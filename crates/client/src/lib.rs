//! Millet Market client library.
//!
//! Client-side state and plumbing for the millet marketplace: the cart that
//! screens render and edit, the persisted sign-in session, and the REST client
//! for catalog, auth and orders.
//!
//! # Modules
//!
//! - [`cart`] - In-process cart state with synchronous change notification
//! - [`session`] - Namespaced persistence of token and profile fields
//! - [`api`] - Marketplace REST API client with catalog caching
//! - [`services`] - Login/logout and checkout flows
//! - [`config`] - Environment-driven configuration
//! - [`state`] - [`AppContext`], which owns all of the above for one run

#![cfg_attr(not(test), forbid(unsafe_code))]

pub mod api;
pub mod cart;
pub mod config;
pub mod error;
pub mod services;
pub mod session;
pub mod state;

pub use api::{ApiClient, ApiError};
pub use cart::{CartError, CartLine, CartManager, CartSnapshot};
pub use config::{ClientConfig, ConfigError};
pub use error::{AppError, Result};
pub use session::{FileSessionStore, MemorySessionStore, Session, SessionError, SessionStore};
pub use state::AppContext;
//! Client configuration loaded from environment variables.
//!
//! # Environment Variables
//!
//! ## Required
//! - `MILLET_API_BASE_URL` - Base URL of the marketplace REST API
//!
//! ## Optional
//! - `MILLET_API_TIMEOUT_SECS` - Whole-request timeout (default: 30)
//! - `MILLET_API_CONNECT_TIMEOUT_SECS` - TCP/TLS connect timeout (default: 10)
//! - `MILLET_CATALOG_CACHE_TTL_SECS` - Catalog response cache TTL (default: 300)
//! - `MILLET_SESSION_DIR` - Directory holding the session file (default: .millet-market)
//! - `MILLET_SESSION_NAMESPACE` - Session namespace / file stem (default: `millet_session`)

use std::path::PathBuf;
use std::time::Duration;

use thiserror::Error;
use url::Url;

const DEFAULT_TIMEOUT_SECS: u64 = 30;
const DEFAULT_CONNECT_TIMEOUT_SECS: u64 = 10;
const DEFAULT_CACHE_TTL_SECS: u64 = 300;
const DEFAULT_SESSION_DIR: &str = ".millet-market";

/// Default session namespace.
pub const DEFAULT_SESSION_NAMESPACE: &str = "millet_session";

/// Configuration errors that can occur during loading.
#[derive(Debug, Error)]
pub enum ConfigError {
    #[error("Missing environment variable: {0}")]
    MissingEnvVar(String),
    #[error("Invalid environment variable {0}: {1}")]
    InvalidEnvVar(String, String),
}

/// Marketplace client configuration.
#[derive(Debug, Clone)]
pub struct ClientConfig {
    /// API base URL, always ending in `/` so relative paths join beneath it
    pub api_base_url: Url,
    /// Whole-request timeout
    pub request_timeout: Duration,
    /// Connect timeout
    pub connect_timeout: Duration,
    /// Time-to-live for cached catalog responses
    pub catalog_cache_ttl: Duration,
    /// Directory for the persisted session
    pub session_dir: PathBuf,
    /// Session namespace
    pub session_namespace: String,
}

impl ClientConfig {
    /// Configuration with defaults for everything but the API base URL.
    ///
    /// # Errors
    ///
    /// Returns `ConfigError::InvalidEnvVar` if `api_base_url` is not an
    /// absolute http(s) URL.
    pub fn new(api_base_url: &str) -> Result<Self, ConfigError> {
        Ok(Self {
            api_base_url: parse_base_url("MILLET_API_BASE_URL", api_base_url)?,
            request_timeout: Duration::from_secs(DEFAULT_TIMEOUT_SECS),
            connect_timeout: Duration::from_secs(DEFAULT_CONNECT_TIMEOUT_SECS),
            catalog_cache_ttl: Duration::from_secs(DEFAULT_CACHE_TTL_SECS),
            session_dir: PathBuf::from(DEFAULT_SESSION_DIR),
            session_namespace: DEFAULT_SESSION_NAMESPACE.to_string(),
        })
    }

    /// Load configuration from environment variables.
    ///
    /// Calls `dotenvy::dotenv()` to load from `.env` file if present.
    ///
    /// # Errors
    ///
    /// Returns `ConfigError` if required variables are missing or invalid.
    pub fn from_env() -> Result<Self, ConfigError> {
        // Load .env file if present (ignore errors if not found)
        let _ = dotenvy::dotenv();

        let base_url = get_required_env("MILLET_API_BASE_URL")?;
        let mut config = Self::new(&base_url)?;

        config.request_timeout =
            get_duration_secs("MILLET_API_TIMEOUT_SECS", DEFAULT_TIMEOUT_SECS)?;
        config.connect_timeout = get_duration_secs(
            "MILLET_API_CONNECT_TIMEOUT_SECS",
            DEFAULT_CONNECT_TIMEOUT_SECS,
        )?;
        config.catalog_cache_ttl =
            get_duration_secs("MILLET_CATALOG_CACHE_TTL_SECS", DEFAULT_CACHE_TTL_SECS)?;
        config.session_dir = PathBuf::from(get_env_or_default(
            "MILLET_SESSION_DIR",
            DEFAULT_SESSION_DIR,
        ));
        config.session_namespace =
            get_env_or_default("MILLET_SESSION_NAMESPACE", DEFAULT_SESSION_NAMESPACE);
        config.validate()?;

        Ok(config)
    }

    /// Check fields that may have been set after construction.
    ///
    /// # Errors
    ///
    /// Returns `ConfigError::InvalidEnvVar` if the session namespace would not
    /// make a plain file name inside `session_dir`.
    pub fn validate(&self) -> Result<(), ConfigError> {
        validate_namespace(&self.session_namespace)
    }

    /// Path of the session file for the configured namespace.
    #[must_use]
    pub fn session_path(&self) -> PathBuf {
        self.session_dir
            .join(format!("{}.json", self.session_namespace))
    }
}

// =============================================================================
// Helper Functions
// =============================================================================

/// Get a required environment variable.
fn get_required_env(key: &str) -> Result<String, ConfigError> {
    std::env::var(key).map_err(|_| ConfigError::MissingEnvVar(key.to_string()))
}

/// Get an environment variable with a default value.
fn get_env_or_default(key: &str, default: &str) -> String {
    std::env::var(key).unwrap_or_else(|_| default.to_string())
}

/// Get a whole number of seconds, rejecting zero.
fn get_duration_secs(key: &str, default: u64) -> Result<Duration, ConfigError> {
    let Ok(raw) = std::env::var(key) else {
        return Ok(Duration::from_secs(default));
    };
    parse_duration_secs(key, &raw)
}

fn parse_duration_secs(key: &str, raw: &str) -> Result<Duration, ConfigError> {
    let secs = raw
        .trim()
        .parse::<u64>()
        .map_err(|e| ConfigError::InvalidEnvVar(key.to_string(), e.to_string()))?;
    if secs == 0 {
        return Err(ConfigError::InvalidEnvVar(
            key.to_string(),
            "must be greater than zero".to_string(),
        ));
    }
    Ok(Duration::from_secs(secs))
}

/// Parse the API base URL, forcing a trailing slash so `Url::join` keeps the
/// path prefix (`https://host/api` + `products` → `https://host/api/products`).
fn parse_base_url(key: &str, raw: &str) -> Result<Url, ConfigError> {
    let mut url = Url::parse(raw.trim())
        .map_err(|e| ConfigError::InvalidEnvVar(key.to_string(), e.to_string()))?;

    if !matches!(url.scheme(), "http" | "https") {
        return Err(ConfigError::InvalidEnvVar(
            key.to_string(),
            format!("unsupported scheme '{}'", url.scheme()),
        ));
    }

    if !url.path().ends_with('/') {
        let path = format!("{}/", url.path());
        url.set_path(&path);
    }
    Ok(url)
}

/// Namespaces become file names; keep them to a safe alphabet.
fn validate_namespace(namespace: &str) -> Result<(), ConfigError> {
    let valid = !namespace.is_empty()
        && namespace
            .chars()
            .all(|c| c.is_ascii_alphanumeric() || c == '_' || c == '-');
    if valid {
        Ok(())
    } else {
        Err(ConfigError::InvalidEnvVar(
            "MILLET_SESSION_NAMESPACE".to_string(),
            "may only contain letters, digits, '_' and '-'".to_string(),
        ))
    }
}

☆ ☆ ☆ ☆ ☆

→ **Problem to solve**
Begin with the first line of the listing above and write out each line exactly, ending with the line that contains "- Environment-driven configuration".

→ **Final answer**
filename crates/client/src/lib.rs
//! Millet Market client library.
//!
//! Client-side state and plumbing for the millet marketplace: the cart that
//! screens render and edit, the persisted sign-in session, and the REST client
//! for catalog, auth and orders.
//!
//! # Modules
//!
//! - [`cart`] - In-process cart state with synchronous change notification
//! - [`session`] - Namespaced persistence of token and profile fields
//! - [`api`] - Marketplace REST API client with catalog caching
//! - [`services`] - Login/logout and checkout flows
//! - [`config`] - Environment-driven configuration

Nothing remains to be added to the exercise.